What to do | All lines from the start of the listing below through the line containing "a usable document" are to be written out again exactly, and no others.

Data section |
// src/error.rs
// =============================================================================
// Error types for everything that can go wrong while crawling.
//
// We split errors by where they happen:
// - FetchError: the HTTP request for a word page failed
// - ParseError: we got a response, but it isn't a usable document
// - VisitError: either of the above (the crawl loop treats them the same)
// - PersistenceError: writing the output file failed (the only fatal one)
// - ConfigError: the crawl settings are invalid
//
// The `thiserror` crate generates the Display and Error impls for us from
// the #[error("...")] attributes.
// =============================================================================

use std::path::PathBuf;
use thiserror::Error;

/// The transport could not deliver a page.
#[derive(Error, Debug)]
pub enum FetchError {
    #[error("invalid url: {0}")]
    InvalidUrl(#[from] url::ParseError),

    #[error("request timed out")]
    Timeout,

    #[error("http error {0}")]
    Status(reqwest::StatusCode),

    #[error("transport error: {0}")]
    Transport(String),
}

impl FetchError {
    // Maps a reqwest error onto our own variants
    pub fn from_reqwest_error(err: reqwest::Error) -> Self {
        if err.is_timeout() {
            Self::Timeout
        } else if let Some(status) = err.status() {
            Self::Status(status)
        } else {
            Self::Transport(err.to_string())
        }
    }
}

/// The raw markup could not be turned into a document.
#[derive(Error, Debug, PartialEq, Eq)]
pub enum ParseError {
    #[error("document is empty")]
    EmptyDocument,
}

/// Why a single word visit produced no record.
#[derive(Error, Debug)]
pub enum VisitError {
    #[error(transparent)]
    Fetch(#[from] FetchError),

    #[error(transparent)]
    Parse(#[from] ParseError),
}

/// The output could not be written.
#[derive(Error, Debug)]
pub enum PersistenceError {
    #[error("failed to serialize output: {0}")]
    Serialize(#[from] serde_json::Error),

    #[error("failed to write {path}: {source}")]
    Io {
        path: PathBuf,
        #[source]
        source: std::io::Error,
    },
}

/// The crawl settings don't make sense.
#[derive(Error, Debug, PartialEq)]
pub enum ConfigError {
    #[error("vocabulary limit must be at least 1")]
    InvalidVocabularyLimit,

    #[error("request delay must be a non-negative number of seconds, got {0}")]
    InvalidDelay(f64),

    #[error("invalid base url '{url}': {reason}")]
    InvalidBaseUrl { url: String, reason: String },
}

Response for this exercise |
// src/error.rs
// =============================================================================
// Error types for everything that can go wrong while crawling.
//
// We split errors by where they happen:
// - FetchError: the HTTP request for a word page failed
// - ParseError: we got a response, but it isn't a usable document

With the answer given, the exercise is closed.